**Task goal**. List each line of the data in which the string "barrier" appears.

Stored data entries:
##########

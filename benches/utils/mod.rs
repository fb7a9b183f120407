use std::env;
use std::path::PathBuf;

use criterion::measurement::WallTime;
use criterion::{Bencher, BenchmarkGroup, BenchmarkId, Criterion};
use tiled_blur::images::TypedImage;
use tiled_blur::pixels::{F32x4, PixelTrait, U8x4};

pub type BenchGroup<'a> = BenchmarkGroup<'a, WallTime>;

pub fn run_bench<F>(bench_fn: F, name: &str)
where
    F: FnOnce(&mut BenchGroup),
{
    let mut criterion = Criterion::default()
        .output_directory(&criterion_output_directory())
        .configure_from_args();
    let mut group = criterion.benchmark_group(name);
    bench_fn(&mut group);
    group.finish();
    criterion.final_summary();
}

pub fn bench<S1, S2, F>(
    group: &mut BenchGroup,
    sample_size: usize,
    func_name: S1,
    parameter: S2,
    mut f: F,
) where
    S1: Into<String>,
    S2: Into<String>,
    F: FnMut(&mut Bencher),
{
    let parameter = parameter.into();
    group.sample_size(sample_size);
    group.bench_with_input(
        BenchmarkId::new(func_name.into(), &parameter),
        &parameter,
        |bencher, _| f(bencher),
    );
}

fn criterion_output_directory() -> PathBuf {
    if let Some(value) = env::var_os("CRITERION_HOME") {
        PathBuf::from(value)
    } else {
        PathBuf::from("target/criterion")
    }
}

pub trait PixelBenchExt: PixelTrait {
    const NAME: &'static str;

    fn gradient(x: u32, y: u32) -> Self;
}

impl PixelBenchExt for U8x4 {
    const NAME: &'static str = "U8x4";

    fn gradient(x: u32, y: u32) -> Self {
        U8x4::new([x as u8, y as u8, (x ^ y) as u8, 255])
    }
}

impl PixelBenchExt for F32x4 {
    const NAME: &'static str = "F32x4";

    fn gradient(x: u32, y: u32) -> Self {
        F32x4::new(U8x4::gradient(x, y).to_f32x4())
    }
}

pub fn source_image<P: PixelBenchExt>(width: u32, height: u32) -> TypedImage<'static, P> {
    let pixels = (0..height)
        .flat_map(|y| (0..width).map(move |x| P::gradient(x, y)))
        .collect();
    TypedImage::from_pixels(width, height, pixels).unwrap()
}
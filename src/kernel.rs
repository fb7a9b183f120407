//! Tables of convolution coefficients.
use crate::KernelError;

/// Radius of the default Gaussian kernel.
pub const DEFAULT_RADIUS: u32 = 16;
/// Standard deviation of the default Gaussian kernel.
pub const DEFAULT_SIGMA: f64 = 10.;

/// Odd-length 1D table of convolution coefficients.
///
/// Coefficients are computed once on the host side with double precision
/// and handed to the convolution kernels as a read-only `f32` constant.
#[derive(Debug, Clone, PartialEq)]
pub struct Kernel {
    radius: u32,
    sigma: Option<f64>,
    values: Vec<f64>,
}

impl Kernel {
    /// Creates normalized Gaussian kernel with `2 * radius + 1` coefficients.
    ///
    /// `w[i] = G(i - radius; sigma) / sum(G(j - radius; sigma))`
    ///
    /// Kernel with zero radius is an identity kernel, `sigma` is
    /// ignored in this case.
    pub fn gaussian(radius: u32, sigma: f64) -> Result<Self, KernelError> {
        if radius == 0 {
            return Ok(Self {
                radius,
                sigma: Some(sigma),
                values: vec![1.],
            });
        }
        if !sigma.is_finite() || sigma <= 0. {
            return Err(KernelError::InvalidSigma(sigma));
        }

        let size = 2 * radius as usize + 1;
        let two_sigma_sq = 2. * sigma * sigma;
        let mut values: Vec<f64> = (0..size)
            .map(|i| {
                let x = i as f64 - radius as f64;
                (-x * x / two_sigma_sq).exp()
            })
            .collect();

        // The center coefficient is exp(0) = 1, so the sum is never zero.
        let sum: f64 = values.iter().sum();
        values.iter_mut().for_each(|w| *w /= sum);

        // Make the table exactly symmetric regardless of rounding in exp().
        let (head, tail) = values.split_at_mut(radius as usize + 1);
        for (dst, &src) in tail.iter_mut().zip(head.iter().rev().skip(1)) {
            *dst = src;
        }

        Ok(Self {
            radius,
            sigma: Some(sigma),
            values,
        })
    }

    /// Kernel with single coefficient equal to `1.0`.
    pub fn identity() -> Self {
        Self {
            radius: 0,
            sigma: None,
            values: vec![1.],
        }
    }

    /// Creates kernel from the given coefficients without normalization.
    pub fn from_values(values: Vec<f64>) -> Result<Self, KernelError> {
        if values.len() % 2 == 0 {
            return Err(KernelError::EvenLength(values.len()));
        }
        Ok(Self {
            radius: (values.len() / 2) as u32,
            sigma: None,
            values,
        })
    }

    #[inline(always)]
    pub fn radius(&self) -> u32 {
        self.radius
    }

    /// Standard deviation of a Gaussian kernel.
    #[inline(always)]
    pub fn sigma(&self) -> Option<f64> {
        self.sigma
    }

    #[inline(always)]
    pub fn len(&self) -> usize {
        self.values.len()
    }

    #[inline(always)]
    pub fn is_empty(&self) -> bool {
        self.values.is_empty()
    }

    #[inline(always)]
    pub fn values(&self) -> &[f64] {
        &self.values
    }

    /// Returns coefficients in the form used by convolution kernels.
    pub fn weights(&self) -> Vec<f32> {
        self.values.iter().map(|&v| v as f32).collect()
    }
}

impl Default for Kernel {
    fn default() -> Self {
        // Arguments are valid constants.
        match Self::gaussian(DEFAULT_RADIUS, DEFAULT_SIGMA) {
            Ok(kernel) => kernel,
            Err(_) => unreachable!(),
        }
    }
}

/// Square table of `N x N` coefficients of 2D convolution, stored by rows.
///
/// Row index selects vertical offset of tap, column index selects
/// horizontal one.
#[derive(Debug, Clone, PartialEq)]
pub struct Kernel2d {
    radius: u32,
    values: Vec<f64>,
}

impl Kernel2d {
    /// Creates 2D kernel as the outer product of 1D kernel with itself.
    pub fn outer(kernel: &Kernel) -> Self {
        let values = kernel
            .values()
            .iter()
            .flat_map(|&wy| kernel.values().iter().map(move |&wx| wy * wx))
            .collect();
        Self {
            radius: kernel.radius(),
            values,
        }
    }

    pub fn from_values(radius: u32, values: Vec<f64>) -> Result<Self, KernelError> {
        let size = 2 * radius as usize + 1;
        let expected = size * size;
        if values.len() != expected {
            return Err(KernelError::InvalidSize {
                expected,
                actual: values.len(),
            });
        }
        Ok(Self { radius, values })
    }

    #[inline(always)]
    pub fn radius(&self) -> u32 {
        self.radius
    }

    /// Count of coefficients in one row.
    #[inline(always)]
    pub fn size(&self) -> usize {
        2 * self.radius as usize + 1
    }

    #[inline(always)]
    pub fn values(&self) -> &[f64] {
        &self.values
    }

    pub fn weights(&self) -> Vec<f32> {
        self.values.iter().map(|&v| v as f32).collect()
    }
}
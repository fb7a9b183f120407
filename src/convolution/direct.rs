use crate::convolution::{accumulate, Axis};
use crate::dispatch::{dispatch, Retired};
use crate::pixels::PixelTrait;
use crate::tile::{clamp_coord, TileSize};
use crate::{ImageView, ImageViewMut};

/// Rows of pixels processed by one unit of work of direct kernels.
const ROWS_TILE: TileSize = TileSize::HORIZONTAL;

/// Single-pass 2D convolution that samples the source image directly.
pub(crate) fn direct_2d<'a, S, D>(
    src: &S,
    dst: &'a mut D,
    weights: &[f32],
    radius: u32,
) -> Retired<'a, D>
where
    S: ImageView,
    D: ImageViewMut,
{
    let size = 2 * radius as usize + 1;
    debug_assert_eq!(weights.len(), size * size);
    let width = src.width();
    let height = src.height();
    let radius = radius as i64;

    dispatch(
        dst,
        ROWS_TILE,
        || (),
        |group, (), rows| {
            let y = (group.y * ROWS_TILE.height()) as i64;
            let left = group.x * ROWS_TILE.width();
            let right = (left + ROWS_TILE.width()).min(width);
            for (ly, row) in rows.iter_mut().enumerate() {
                let y = y + ly as i64;
                for x in left..right {
                    let mut sum = [0f32; 4];
                    for (j, weights_row) in weights.chunks_exact(size).enumerate() {
                        let sy = clamp_coord(y + j as i64 - radius, height);
                        let Some(src_row) = src.get_row(sy) else {
                            continue;
                        };
                        for (i, &weight) in weights_row.iter().enumerate() {
                            let sx = clamp_coord(x as i64 + i as i64 - radius, width);
                            accumulate(&mut sum, weight, src_row[sx as usize].to_f32x4());
                        }
                    }
                    row[x as usize] = PixelTrait::from_f32x4(sum);
                }
            }
        },
    )
}

/// 1D convolution along the given axis that samples the source image
/// directly.
pub(crate) fn direct_axis<'a, S, D>(
    src: &S,
    dst: &'a mut D,
    weights: &[f32],
    axis: Axis,
) -> Retired<'a, D>
where
    S: ImageView,
    D: ImageViewMut,
{
    debug_assert_eq!(weights.len() % 2, 1);
    let width = src.width();
    let height = src.height();
    let radius = (weights.len() / 2) as i64;

    dispatch(
        dst,
        ROWS_TILE,
        || (),
        |group, (), rows| {
            let y = (group.y * ROWS_TILE.height()) as i64;
            let left = group.x * ROWS_TILE.width();
            let right = (left + ROWS_TILE.width()).min(width);
            for (ly, row) in rows.iter_mut().enumerate() {
                let y = y + ly as i64;
                for x in left..right {
                    let mut sum = [0f32; 4];
                    for (i, &weight) in weights.iter().enumerate() {
                        let offset = i as i64 - radius;
                        let (sx, sy) = match axis {
                            Axis::Horizontal => (clamp_coord(x as i64 + offset, width), y as u32),
                            Axis::Vertical => (x, clamp_coord(y + offset, height)),
                        };
                        if let Some(pixel) = src.get_pixel(sx, sy) {
                            accumulate(&mut sum, weight, pixel.to_f32x4());
                        }
                    }
                    row[x as usize] = PixelTrait::from_f32x4(sum);
                }
            }
        },
    )
}
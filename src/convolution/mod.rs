//! Convolution kernels.
//!
//! Cached kernels ([joint], [separable]) process the image by workgroups:
//! every workgroup loads its tile with halo into a shared cache, passes
//! the barrier, and then evaluates the weighted sum of every output pixel
//! of the tile from the cache. Direct kernels ([direct]) sample the source
//! image without any cache and are used as reference.
pub(crate) use direct::{direct_2d, direct_axis};
pub(crate) use joint::joint_pass;
pub(crate) use separable::axis_pass;

mod direct;
mod joint;
mod separable;

/// Direction of 1D convolution.
#[derive(Debug, Clone, Copy, PartialEq, Eq)]
pub(crate) enum Axis {
    Horizontal,
    Vertical,
}

/// Adds `value * weight` to the accumulator.
#[inline(always)]
pub(crate) fn accumulate(sum: &mut [f32; 4], weight: f32, value: [f32; 4]) {
    for (s, v) in sum.iter_mut().zip(value) {
        *s += weight * v;
    }
}
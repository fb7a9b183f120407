use crate::cache::{SealedCache, SharedCache};
use crate::convolution::accumulate;
use crate::dispatch::{dispatch, Retired};
use crate::packing::CacheCodec;
use crate::pixels::PixelTrait;
use crate::tile::{clamp_coord, load_tile, CacheGeometry, Halo, TileSize, WorkgroupId};
use crate::{ImageView, ImageViewMut};

/// Single-pass 2D convolution with a `(tile + 2 * radius)^2` cache
/// per workgroup.
///
/// `weights` is the `N x N` table of coefficients stored by rows,
/// where `N = 2 * radius + 1`. Costs `N^2` taps per pixel.
pub(crate) fn joint_pass<'a, C, S, D>(
    src: &S,
    dst: &'a mut D,
    weights: &[f32],
    radius: u32,
    tile: TileSize,
) -> Retired<'a, D>
where
    C: CacheCodec,
    S: ImageView,
    D: ImageViewMut,
{
    let size = 2 * radius as usize + 1;
    debug_assert_eq!(weights.len(), size * size);
    debug_assert_eq!((src.width(), src.height()), (dst.width(), dst.height()));

    let geometry = CacheGeometry::new(tile, Halo::both(radius), src.width(), src.height());
    dispatch(
        dst,
        tile,
        || SharedCache::<C::Cached>::new(geometry.cache_len()),
        |group, mut cache, rows| {
            load_tile::<_, C>(src, group, &geometry, &mut cache);
            let cache = cache.barrier();
            convolve_tile::<C, _>(&cache, group, &geometry, weights, radius, rows);
            cache.discard()
        },
    )
}

fn convolve_tile<C: CacheCodec, P: PixelTrait>(
    cache: &SealedCache<C::Cached>,
    group: WorkgroupId,
    geometry: &CacheGeometry,
    weights: &[f32],
    radius: u32,
    rows: &mut [&mut [P]],
) {
    let width = geometry.image_width;
    let height = geometry.image_height;
    let size = 2 * radius as usize + 1;
    let radius = radius as i64;
    let cache_width = geometry.cache_width() as usize;
    let (tile_x, tile_y) = geometry.tile_origin(group);
    let (origin_x, origin_y) = geometry.cache_origin(group);

    for (ly, row) in rows.iter_mut().enumerate() {
        let y = tile_y + ly as i64;
        for lx in 0..geometry.tile.width() as i64 {
            let x = tile_x + lx;
            if x >= width as i64 {
                break;
            }

            let mut sum = [0f32; 4];
            for (j, weights_row) in weights.chunks_exact(size).enumerate() {
                let cy = (clamp_coord(y + j as i64 - radius, height) as i64 - origin_y) as usize;
                let cache_row = cy * cache_width;
                for (i, &weight) in weights_row.iter().enumerate() {
                    let cx = (clamp_coord(x + i as i64 - radius, width) as i64 - origin_x) as usize;
                    let value = C::decode(cache.get(cache_row + cx));
                    accumulate(&mut sum, weight, value);
                }
            }
            row[x as usize] = P::from_f32x4(sum);
        }
    }
}
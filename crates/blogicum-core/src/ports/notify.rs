//! Notification port - side effects that must never fail a request.

use async_trait::async_trait;

/// A message for the site administrators.
#[derive(Debug, Clone, PartialEq, Eq)]
pub struct Notification {
    pub subject: String,
    pub message: String,
}

impl Notification {
    /// Announcement sent whenever a post is created.
    pub fn post_created(title: &str) -> Self {
        Self {
            subject: "New post!".to_string(),
            message: format!("titled {title}"),
        }
    }
}

/// Notification sink (log, webhook, mail relay).
#[async_trait]
pub trait Notifier: Send + Sync {
    async fn notify(&self, notification: Notification) -> Result<(), NotifyError>;
}

/// Notification errors.
#[derive(Debug, thiserror::Error)]
pub enum NotifyError {
    #[error("Failed to deliver notification: {0}")]
    Delivery(String),

    #[error("Notification rejected with status {0}")]
    Rejected(u16),
}
//! Authentication handlers.

use actix_web::cookie::{Cookie, SameSite, time::Duration};
use actix_web::{HttpResponse, web};
use serde::Deserialize;
use std::sync::Arc;

use blogicum_core::domain::User;
use blogicum_core::error::DomainError;
use blogicum_core::ports::{AuthError, PasswordService, TokenService};
use blogicum_shared::dto::{AuthResponse, LoginPageResponse, LoginRequest};
use blogicum_shared::forms::RegistrationForm;

use super::LOGIN_URL;
use crate::middleware::auth::ACCESS_TOKEN_COOKIE;
use crate::middleware::error::{AppError, AppResult};
use crate::state::AppState;

fn token_response(token_service: &dyn TokenService, user: &User) -> AppResult<AuthResponse> {
    let token = token_service.generate_token(user.id, &user.username)?;

    Ok(AuthResponse {
        access_token: token,
        token_type: "Bearer".to_string(),
        expires_in: token_service.expiration_seconds().max(0) as u64,
    })
}

/// POST /auth/registration
pub async fn register(
    state: web::Data<AppState>,
    token_service: web::Data<Arc<dyn TokenService>>,
    password_service: web::Data<Arc<dyn PasswordService>>,
    body: web::Json<RegistrationForm>,
) -> AppResult<HttpResponse> {
    let form = body.into_inner();

    let errors = form.validate();
    if !errors.is_empty() {
        return Err(AppError::Validation(errors));
    }

    if state.users.find_by_username(&form.username).await?.is_some() {
        return Err(DomainError::Duplicate(
            "A user with that username already exists.".to_string(),
        )
        .into());
    }

    let password_hash = password_service.hash(&form.password)?;
    let user = state
        .users
        .save(User::new(form.username, form.email, password_hash))
        .await?;

    tracing::info!(user_id = user.id, username = %user.username, "User registered");

    let response = token_response(token_service.get_ref().as_ref(), &user)?;
    Ok(HttpResponse::Created().json(response))
}

/// POST /auth/login
pub async fn login(
    state: web::Data<AppState>,
    token_service: web::Data<Arc<dyn TokenService>>,
    password_service: web::Data<Arc<dyn PasswordService>>,
    body: web::Json<LoginRequest>,
) -> AppResult<HttpResponse> {
    let req = body.into_inner();

    let user = state
        .users
        .find_by_username(&req.username)
        .await?
        .ok_or(AuthError::InvalidCredentials)?;

    if !password_service.verify(&req.password, &user.password_hash)? {
        tracing::debug!(username = %req.username, "Rejected login");
        return Err(AuthError::InvalidCredentials.into());
    }

    let response = token_response(token_service.get_ref().as_ref(), &user)?;
    let cookie = Cookie::build(ACCESS_TOKEN_COOKIE, response.access_token.clone())
        .path("/")
        .http_only(true)
        .same_site(SameSite::Lax)
        .max_age(Duration::seconds(response.expires_in as i64))
        .finish();

    Ok(HttpResponse::Ok().cookie(cookie).json(response))
}

/// POST /auth/logout
pub async fn logout() -> HttpResponse {
    let mut cookie = Cookie::build(ACCESS_TOKEN_COOKIE, "").path("/").finish();
    cookie.make_removal();

    HttpResponse::NoContent().cookie(cookie).finish()
}

#[derive(Debug, Deserialize)]
pub struct LoginPageQuery {
    pub next: Option<String>,
}

/// GET /auth/login - where login-required pages send anonymous clients.
pub async fn login_page(query: web::Query<LoginPageQuery>) -> HttpResponse {
    HttpResponse::Ok().json(LoginPageResponse {
        login_url: LOGIN_URL.to_string(),
        next: query.into_inner().next,
    })
}
//! Persistence adapters: SeaORM/PostgreSQL and an in-memory store.

mod connections;
mod memory;

#[cfg(feature = "postgres")]
mod postgres_base;
#[cfg(feature = "postgres")]
pub mod postgres_repo;

#[cfg(feature = "postgres")]
pub mod entity;

pub use connections::DatabaseConfig;
pub use memory::{
    InMemoryCategoryRepository, InMemoryCommentRepository, InMemoryDatabase,
    InMemoryLocationRepository, InMemoryPostRepository, InMemoryRepository,
    InMemoryUserRepository,
};

#[cfg(feature = "postgres")]
pub use connections::DatabaseConnection;
#[cfg(feature = "postgres")]
pub use postgres_repo::{
    PostgresCategoryRepository, PostgresCommentRepository, PostgresLocationRepository,
    PostgresPostRepository, PostgresUserRepository,
};

#[cfg(feature = "postgres")]
#[cfg(test)]
mod tests;
//! Application configuration loaded from environment variables.

use std::env;
use std::time::Duration;

use blogicum_infra::{DatabaseConfig, JwtConfig};

#[cfg(feature = "webhook")]
use blogicum_infra::WebhookConfig;

/// Application configuration.
#[derive(Debug, Clone)]
pub struct AppConfig {
    pub host: String,
    pub port: u16,
    /// `None` runs the server on the in-memory store.
    pub database: Option<DatabaseConfig>,
    pub jwt: JwtConfig,
    /// `None` logs notifications instead of delivering them.
    #[cfg(feature = "webhook")]
    pub webhook: Option<WebhookConfig>,
}

impl AppConfig {
    /// Load configuration from environment variables.
    pub fn from_env() -> Self {
        let database = env::var("DATABASE_URL").ok().map(|url| {
            let mut config = DatabaseConfig::new(url);
            if let Some(max) = parse_var("DB_MAX_CONNECTIONS") {
                config.max_connections = max;
            }
            if let Some(min) = parse_var("DB_MIN_CONNECTIONS") {
                config.min_connections = min;
            }
            if let Some(secs) = parse_var("DB_CONNECT_TIMEOUT_SECS") {
                config.connect_timeout = Duration::from_secs(secs);
            }
            config
        });

        Self {
            host: env::var("HOST").unwrap_or_else(|_| "127.0.0.1".to_string()),
            port: parse_var("PORT").unwrap_or(8080),
            database,
            jwt: JwtConfig::from_env(),
            #[cfg(feature = "webhook")]
            webhook: WebhookConfig::from_env(),
        }
    }
}

fn parse_var<T: std::str::FromStr>(key: &str) -> Option<T> {
    env::var(key).ok().and_then(|v| v.parse().ok())
}
//! Authentication ports.

/// Claims carried by an access token.
#[derive(Debug, Clone)]
pub struct TokenClaims {
    pub user_id: i64,
    pub username: String,
    pub exp: i64,
}

/// Token service trait for issuing and checking access tokens.
pub trait TokenService: Send + Sync {
    /// Issue an access token for a user.
    fn generate_token(&self, user_id: i64, username: &str) -> Result<String, AuthError>;

    /// Validate and decode a token.
    fn validate_token(&self, token: &str) -> Result<TokenClaims, AuthError>;

    /// Lifetime of issued tokens.
    fn expiration_seconds(&self) -> i64;
}

/// Password hashing service.
pub trait PasswordService: Send + Sync {
    /// Hash a plain text password.
    fn hash(&self, password: &str) -> Result<String, AuthError>;

    /// Verify a password against a hash.
    fn verify(&self, password: &str, hash: &str) -> Result<bool, AuthError>;
}

/// Authentication errors.
#[derive(Debug, thiserror::Error)]
pub enum AuthError {
    #[error("Invalid credentials")]
    InvalidCredentials,

    #[error("Token expired")]
    TokenExpired,

    #[error("Invalid token: {0}")]
    InvalidToken(String),

    #[error("Missing credentials")]
    MissingAuth,

    #[error("Hashing error: {0}")]
    HashingError(String),
}
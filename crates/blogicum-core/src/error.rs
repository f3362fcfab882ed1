//! Domain-level error types.

use thiserror::Error;

/// Domain errors - business logic failures.
#[derive(Debug, Error)]
pub enum DomainError {
    #[error("Entity not found: {entity_type} {key}")]
    NotFound {
        entity_type: &'static str,
        key: String,
    },

    #[error("Validation failed: {}", .0.join("; "))]
    Validation(Vec<String>),

    #[error("Duplicate entity: {0}")]
    Duplicate(String),
}

impl DomainError {
    pub fn not_found(entity_type: &'static str, key: impl ToString) -> Self {
        Self::NotFound {
            entity_type,
            key: key.to_string(),
        }
    }

    pub fn invalid(message: impl Into<String>) -> Self {
        Self::Validation(vec![message.into()])
    }
}

/// Repository-level errors.
#[derive(Debug, Error)]
pub enum RepoError {
    #[error("Database connection failed: {0}")]
    Connection(String),

    #[error("Query execution failed: {0}")]
    Query(String),

    #[error("Entity not found")]
    NotFound,

    #[error("Constraint violation: {0}")]
    Constraint(String),

    #[error("Invalid page: {0}")]
    InvalidPage(String),
}
//! Standardized response bodies (RFC 7807 for errors).

use serde::{Deserialize, Serialize};

/// RFC 7807 Problem Details for HTTP APIs.
///
/// See: https://datatracker.ietf.org/doc/html/rfc7807
#[derive(Debug, Clone, Serialize, Deserialize)]
pub struct ErrorResponse {
    /// A URI reference that identifies the problem type.
    #[serde(rename = "type")]
    pub error_type: String,

    /// A short, human-readable summary of the problem type.
    pub title: String,

    /// The HTTP status code.
    pub status: u16,

    /// A human-readable explanation specific to this occurrence.
    #[serde(skip_serializing_if = "Option::is_none")]
    pub detail: Option<String>,

    /// Field-level messages of a rejected form.
    #[serde(default, skip_serializing_if = "Vec::is_empty")]
    pub errors: Vec<String>,
}

impl ErrorResponse {
    pub fn new(status: u16, title: impl Into<String>) -> Self {
        Self {
            error_type: "about:blank".to_string(),
            title: title.into(),
            status,
            detail: None,
            errors: Vec::new(),
        }
    }

    pub fn with_detail(mut self, detail: impl Into<String>) -> Self {
        self.detail = Some(detail.into());
        self
    }

    pub fn with_errors(mut self, errors: Vec<String>) -> Self {
        self.errors = errors;
        self
    }

    pub fn bad_request(detail: impl Into<String>) -> Self {
        Self::new(400, "Bad Request").with_detail(detail)
    }

    pub fn unauthorized(detail: impl Into<String>) -> Self {
        Self::new(401, "Unauthorized").with_detail(detail)
    }

    pub fn forbidden(detail: impl Into<String>) -> Self {
        Self::new(403, "Forbidden").with_detail(detail)
    }

    pub fn not_found(detail: impl Into<String>) -> Self {
        Self::new(404, "Not Found").with_detail(detail)
    }

    pub fn conflict(detail: impl Into<String>) -> Self {
        Self::new(409, "Conflict").with_detail(detail)
    }

    pub fn invalid_form(errors: Vec<String>) -> Self {
        Self::new(422, "Validation Failed").with_errors(errors)
    }

    pub fn internal_error() -> Self {
        Self::new(500, "Internal Server Error")
    }
}

/// One page of a listing.
#[derive(Debug, Clone, Serialize, Deserialize)]
pub struct PageResponse<T> {
    pub items: Vec<T>,
    pub page: u64,
    pub per_page: u64,
    pub total_items: u64,
    pub total_pages: u64,
    pub has_next: bool,
    pub has_previous: bool,
}
//! Category entity for SeaORM.

use sea_orm::Set;
use sea_orm::entity::prelude::*;

use super::id_value;

#[derive(Clone, Debug, PartialEq, Eq, DeriveEntityModel)]
#[sea_orm(table_name = "categories")]
pub struct Model {
    #[sea_orm(primary_key)]
    pub id: i64,
    pub title: String,
    #[sea_orm(column_type = "Text")]
    pub description: String,
    #[sea_orm(unique)]
    pub slug: String,
    pub is_published: bool,
    pub created_at: DateTimeWithTimeZone,
}

#[derive(Copy, Clone, Debug, EnumIter, DeriveRelation)]
pub enum Relation {
    #[sea_orm(has_many = "super::post::Entity")]
    Posts,
}

impl Related<super::post::Entity> for Entity {
    fn to() -> RelationDef {
        Relation::Posts.def()
    }
}

impl ActiveModelBehavior for ActiveModel {}

impl From<Model> for blogicum_core::domain::Category {
    fn from(model: Model) -> Self {
        Self {
            id: model.id,
            title: model.title,
            description: model.description,
            slug: model.slug,
            is_published: model.is_published,
            created_at: model.created_at.into(),
        }
    }
}

impl From<blogicum_core::domain::Category> for ActiveModel {
    fn from(category: blogicum_core::domain::Category) -> Self {
        Self {
            id: id_value(category.id),
            title: Set(category.title),
            description: Set(category.description),
            slug: Set(category.slug),
            is_published: Set(category.is_published),
            created_at: Set(category.created_at.into()),
        }
    }
}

##########

**Response area**.
//! the barrier, and then evaluates the weighted sum of every output pixel
            let cache = cache.barrier();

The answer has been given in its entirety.